The government can close this price gap by offering a tax credit to all Americans who buy a Prius-style hybrid. If, over the next five years, hybrids grew to 30 percent of all automobiles in the United States, oil demand would drop considerably and so would its price, everything else being equal, all without hurting the economy.


5. Immigration. Any economic plan that will spur America forward over the long-term must include a sane immigration policy. The United States has an aging population, and it needs more workers and more creative minds to grow our information-technology economy.

Countries that fail to recognize this, such as Japan, which has failed to tap into the brainpower of the outside world, remain in a permanent economic funk.

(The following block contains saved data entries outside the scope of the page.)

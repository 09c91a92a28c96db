use statelang_config::DataFlowDef;
use statelang_path::{JsonPathEvaluator, PathEvaluator};

use crate::error::DataFlowError;
use crate::{input, output};

/// Data-flow processing bound to a path evaluator.
///
/// This is the entry point for a workflow executor: call
/// [`process_input`](Self::process_input) before running a state's task and
/// [`process_output`](Self::process_output) after it. `DataFlow` holds no
/// mutable state and can be shared across threads.
#[derive(Debug, Clone)]
pub struct DataFlow<E = JsonPathEvaluator> {
  evaluator: E,
}

impl DataFlow {
  /// Processing with a [`JsonPathEvaluator`] in its default configuration.
  pub fn new() -> Self {
    Self::with_evaluator(JsonPathEvaluator::default())
  }
}

impl Default for DataFlow {
  fn default() -> Self {
    Self::new()
  }
}

impl<E: PathEvaluator> DataFlow<E> {
  pub fn with_evaluator(evaluator: E) -> Self {
    Self { evaluator }
  }

  pub fn evaluator(&self) -> &E {
    &self.evaluator
  }

  /// See [`effective_input`](crate::effective_input).
  pub fn effective_input(
    &self,
    raw_input: &str,
    input_path: &str,
    parameters: &str,
  ) -> Result<String, DataFlowError> {
    input::effective_input(&self.evaluator, raw_input, input_path, parameters)
  }

  /// See [`effective_output`](crate::effective_output).
  pub fn effective_output(
    &self,
    state_input: &str,
    state_result: &str,
    result_path: &str,
    output_path: &str,
  ) -> Result<String, DataFlowError> {
    output::effective_output(
      &self.evaluator,
      state_input,
      state_result,
      result_path,
      output_path,
    )
  }

  /// See [`merge_result`](crate::merge_result).
  pub fn merge_result(
    &self,
    state_input: &str,
    state_result: &str,
    result_path: &str,
  ) -> Result<String, DataFlowError> {
    output::merge_result(state_input, state_result, result_path)
  }

  /// Effective input for a state, taking `InputPath` and `Parameters` from its
  /// definition.
  pub fn process_input(&self, def: &DataFlowDef, raw_input: &str) -> Result<String, DataFlowError> {
    input::apply(&self.evaluator, raw_input, &def.input_path, || {
      Ok(def.parameters.clone())
    })
  }

  /// Effective output for a state, taking `ResultPath` and `OutputPath` from
  /// its definition.
  pub fn process_output(
    &self,
    def: &DataFlowDef,
    state_input: &str,
    state_result: &str,
  ) -> Result<String, DataFlowError> {
    self.effective_output(state_input, state_result, &def.result_path, &def.output_path)
  }
}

A sensible immigration plan would include the following steps:
  • Secure America’s borders, most importantly the U.S.-Mexican border. This is absolutely essential before any other steps take place.
  • Develop a plan to gradually integrate more than 10 million illegal aliens presently in the country, transforming them into taxpaying citizens over a 10-year period.
  • Create a new policy that opens our doors to up to 4 million legal immigrants each year on a “best and brightest” basis so that we can inject their wealth, intellect, and energy into our sluggish economy. The future of America is in building our technological prowess, not in manufacturing and not in low-paying service jobs.
America has endured and grown through great crises — including the founding of the nation, a great Civil War that almost destroyed us, the Great Depression and numerous financial panics, two world wars, and an epic Cold War that kept us on the brink of nuclear catastrophe for decades — and yet, through it all, we came out ahead.

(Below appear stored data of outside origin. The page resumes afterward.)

//! End-to-end data-flow scenarios over realistic state documents.

use serde_json::{Value, json};
use statelang_dataflow::{DataFlow, ErrorKind, set_at_pointer};
use statelang_path::{JsonPathEvaluator, PathEvaluator, Pointer};

const ROOT_INPUT: &str = r#"{
  "root" : {
    "array" : [ {
      "name" : "John",
      "age" : 17
    }, null, null, null, 12 ],
    "object" : {
      "num" : 81,
      "str" : "text"
    }
  },
  "descr" : "description"
}
"#;

const GREETING_INPUT: &str = r#"{
  "a": 1,
  "numbers": 1,
  "b": {
    "greeting": "Hi!"
  }
}"#;

const GREETING_LIST_INPUT: &str = r#"{
  "a": 1,
  "numbers": 1,
  "b": {
    "greeting": [1,2,3,4]
  }
}"#;

const NESTED_INPUT: &str = r#"{
  "a": 1,
  "numbers": 1,
  "b": {
    "greeting": {"c": {"x": [6,7]}}
  }
}"#;

const PRODUCT_INPUT: &str = r#"{
  "comment": "Example for Parameters.",
  "product": {
    "details": {
       "color": "blue",
       "size": "small",
       "material": "cotton"
    },
    "availability": "in stock",
    "sku": "2317",
    "arr": [1,2,3,4],
    "cost": "$23"
  }
}"#;

const PRODUCT_PARAMETERS: &str = r#"{
   "comment": "Selecting what I care about.",
   "MyDetails": {
       "size.$": "$.product.details.size",
       "details.$": "$.product.details",
       "exists.$": "$.product.availability",
       "array.$": "$.product.arr",
       "StaticValue": {
         "price.$": "$.product.cost"
       }
   }
}"#;

fn parse(text: &str) -> Value {
  serde_json::from_str(text).expect("result must be valid JSON")
}

#[test]
fn test_empty_input_path_yields_empty_object() {
  let flow = DataFlow::new();
  let result = flow.effective_input(ROOT_INPUT, "", PRODUCT_PARAMETERS).unwrap();
  assert_eq!(result, "{}");
}

#[test]
fn test_product_parameters() {
  let flow = DataFlow::new();
  let result = flow
    .effective_input(PRODUCT_INPUT, "$", PRODUCT_PARAMETERS)
    .unwrap();

  assert_eq!(
    parse(&result),
    json!({
      "comment": "Selecting what I care about.",
      "MyDetails": {
        "size": "small",
        "details": { "color": "blue", "size": "small", "material": "cotton" },
        "exists": "in stock",
        "array": [1, 2, 3, 4],
        "StaticValue": { "price": "$23" }
      }
    })
  );

  // Key order follows the template, each resolved key in its source's place.
  assert_eq!(
    result,
    concat!(
      r#"{"comment":"Selecting what I care about.","#,
      r#""MyDetails":{"size":"small","#,
      r#""details":{"color":"blue","size":"small","material":"cotton"},"#,
      r#""exists":"in stock","array":[1,2,3,4],"StaticValue":{"price":"$23"}}}"#
    )
  );
}

#[test]
fn test_input_path_without_parameters() {
  let flow = DataFlow::new();
  let result = flow.effective_input(GREETING_INPUT, "$.b.greeting", "").unwrap();
  assert_eq!(result, r#""Hi!""#);
}

#[test]
fn test_parameters_against_missing_input_path() {
  // The missing leaf reads as null, and the template paths cannot be followed
  // through a null document.
  let flow = DataFlow::new();
  let err = flow
    .effective_input(ROOT_INPUT, "$.root.abc", PRODUCT_PARAMETERS)
    .unwrap_err();
  assert_eq!(err.kind(), ErrorKind::InvalidPath);
}

#[test]
fn test_missing_input_path_is_invalid() {
  let flow = DataFlow::new();
  let err = flow
    .effective_input(ROOT_INPUT, "$.root.abc.def", "")
    .unwrap_err();
  assert_eq!(err.kind(), ErrorKind::InvalidPath);
}

#[test]
fn test_missing_parameter_path_is_invalid() {
  let flow = DataFlow::new();
  let err = flow
    .effective_input(
      PRODUCT_INPUT,
      "$",
      r#"{ "outer": { "weight.$": "$.product.shipping.weight" } }"#,
    )
    .unwrap_err();
  assert_eq!(err.kind(), ErrorKind::InvalidPath);
}

#[test]
fn test_invalid_parameter_json_is_generic() {
  let flow = DataFlow::new();
  let err = flow
    .effective_input(ROOT_INPUT, "$.root.abc", &PRODUCT_PARAMETERS[2..])
    .unwrap_err();
  assert_eq!(err.kind(), ErrorKind::Generic);
}

#[test]
fn test_invalid_input_json_is_generic() {
  let flow = DataFlow::new();
  let err = flow
    .effective_input(&ROOT_INPUT[1..], "$.root.abc", PRODUCT_PARAMETERS)
    .unwrap_err();
  assert_eq!(err.kind(), ErrorKind::Generic);
}

#[test]
fn test_empty_output_path_yields_empty_object() {
  let flow = DataFlow::new();
  let result = flow
    .effective_output(ROOT_INPUT, GREETING_INPUT, "$", "")
    .unwrap();
  assert_eq!(result, "{}");
}

#[test]
fn test_root_output_path_is_identity() {
  let flow = DataFlow::new();
  for result_path in ["", "$", "$.root.array", "$.descr.text"] {
    let result = flow
      .effective_output(ROOT_INPUT, GREETING_INPUT, result_path, "$")
      .unwrap();
    assert_eq!(result, ROOT_INPUT);
  }
}

#[test]
fn test_empty_result_path_discards_result() {
  let flow = DataFlow::new();
  let result = flow
    .effective_output(GREETING_LIST_INPUT, GREETING_INPUT, "", "$.b.greeting")
    .unwrap();
  assert_eq!(result, "[1,2,3,4]");
}

#[test]
fn test_empty_state_result_discards_result() {
  let flow = DataFlow::new();
  let result = flow
    .effective_output(GREETING_LIST_INPUT, "", "$.x", "$.b.greeting")
    .unwrap();
  assert_eq!(result, "[1,2,3,4]");
}

#[test]
fn test_root_result_path_replaces_input() {
  let flow = DataFlow::new();
  let result = flow
    .effective_output(ROOT_INPUT, NESTED_INPUT, "$", "$.b.greeting")
    .unwrap();
  assert_eq!(result, r#"{"c":{"x":[6,7]}}"#);
}

#[test]
fn test_result_path_overwrites_existing_node() {
  let flow = DataFlow::new();
  let result = flow
    .effective_output(ROOT_INPUT, GREETING_INPUT, "$.root.array", "$.root.array.a")
    .unwrap();
  assert_eq!(result, "1");
}

#[test]
fn test_result_path_creates_missing_nodes() {
  let flow = DataFlow::new();
  let result = flow
    .effective_output(
      ROOT_INPUT,
      GREETING_INPUT,
      "$.root.test.next",
      "$.root.test.next.a",
    )
    .unwrap();
  assert_eq!(result, "1");
}

#[test]
fn test_missing_output_leaf_reads_as_null() {
  let flow = DataFlow::new();
  let result = flow
    .effective_output(ROOT_INPUT, GREETING_INPUT, "$.root.test.next", "$.root.abc")
    .unwrap();
  assert_eq!(result, "null");
}

#[test]
fn test_missing_leaf_reads_as_null_in_any_notation() {
  let flow = DataFlow::new();
  for path in ["$.root.abc", "$['root']['abc']", "$.root['abc']"] {
    assert_eq!(flow.effective_input(ROOT_INPUT, path, "").unwrap(), "null", "path {path}");
  }

  let err = flow
    .effective_input(ROOT_INPUT, "$['root']['abc']['def']", "")
    .unwrap_err();
  assert_eq!(err.kind(), ErrorKind::InvalidPath);
}

#[test]
fn test_result_path_with_huge_index_is_an_error() {
  let flow = DataFlow::new();
  let err = flow
    .effective_output(r#"{"a":[]}"#, "1", "$.a.1000000000000000000", "$.x")
    .unwrap_err();
  assert_eq!(err.kind(), ErrorKind::Generic);
}

#[test]
fn test_missing_output_path_is_invalid() {
  let flow = DataFlow::new();
  let err = flow
    .effective_output(
      ROOT_INPUT,
      GREETING_INPUT,
      "$.root.test.next",
      "$.root.abc.def",
    )
    .unwrap_err();
  assert_eq!(err.kind(), ErrorKind::InvalidPath);
}

#[test]
fn test_merge_into_scalar_names_field_and_type() {
  let flow = DataFlow::new();
  let err = flow
    .effective_output(ROOT_INPUT, GREETING_INPUT, "$.descr.text", "$.descr")
    .unwrap_err();
  assert_eq!(err.kind(), ErrorKind::Generic);
  let message = err.to_string();
  assert!(message.contains("`text`"), "{message}");
  assert!(message.contains("STRING"), "{message}");
}

#[test]
fn test_result_path_round_trip() {
  let flow = DataFlow::new();
  let results = [GREETING_INPUT, NESTED_INPUT, "[1, 2]", "\"plain\"", "42", "null"];
  let paths = ["$.out", "$.root.object.num", "$.root.array.7", "$.fresh.3.deep"];

  for result in results {
    for path in paths {
      let output = flow.effective_output(ROOT_INPUT, result, path, path).unwrap();
      assert_eq!(parse(&output), parse(result), "result {result} at {path}");
    }
  }
}

#[test]
fn test_array_auto_expand() {
  let evaluator = JsonPathEvaluator::default();
  let mut doc = json!({ "list": ["a", "b"] });
  set_at_pointer(&mut doc, &Pointer::from_path("$.list.6").unwrap(), json!("g")).unwrap();

  let list = evaluator.evaluate(&doc, "$.list").unwrap().remove(0);
  let list = list.as_array().unwrap();
  assert_eq!(list.len(), 7);
  assert!(list[2..6].iter().all(Value::is_null));
  assert_eq!(list[6], json!("g"));
}

#[test]
fn test_merged_document_is_pretty() {
  let flow = DataFlow::new();
  let merged = flow
    .merge_result(r#"{"a":[1]}"#, r#"{"ok":true}"#, "$.a.2")
    .unwrap();
  assert_eq!(
    merged,
    "{\n  \"a\": [\n    1,\n    null,\n    {\n      \"ok\": true\n    }\n  ]\n}"
  );
}

#[test]
fn test_shared_across_threads() {
  let flow = DataFlow::new();

  std::thread::scope(|scope| {
    let handles: Vec<_> = (0..8)
      .map(|i| {
        let flow = &flow;
        scope.spawn(move || {
          let result = format!(r#"{{"n": {}}}"#, i);
          flow
            .effective_output(GREETING_INPUT, &result, "$.task", "$.task.n")
            .unwrap()
        })
      })
      .collect();

    for (i, handle) in handles.into_iter().enumerate() {
      assert_eq!(handle.join().unwrap(), i.to_string());
    }
  });
}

We have always come through because we have always followed our instincts for freedom and empowered individuals in their pursuit of happiness.

We need to renew again our commitment to a bottom-up society energized and incentivized by free markets and supported by wise government policies, which unleash our greatest asset, the American people themselves.

They have been and always will be the basis of our prosperity, and they are the solution to our vexing national problems.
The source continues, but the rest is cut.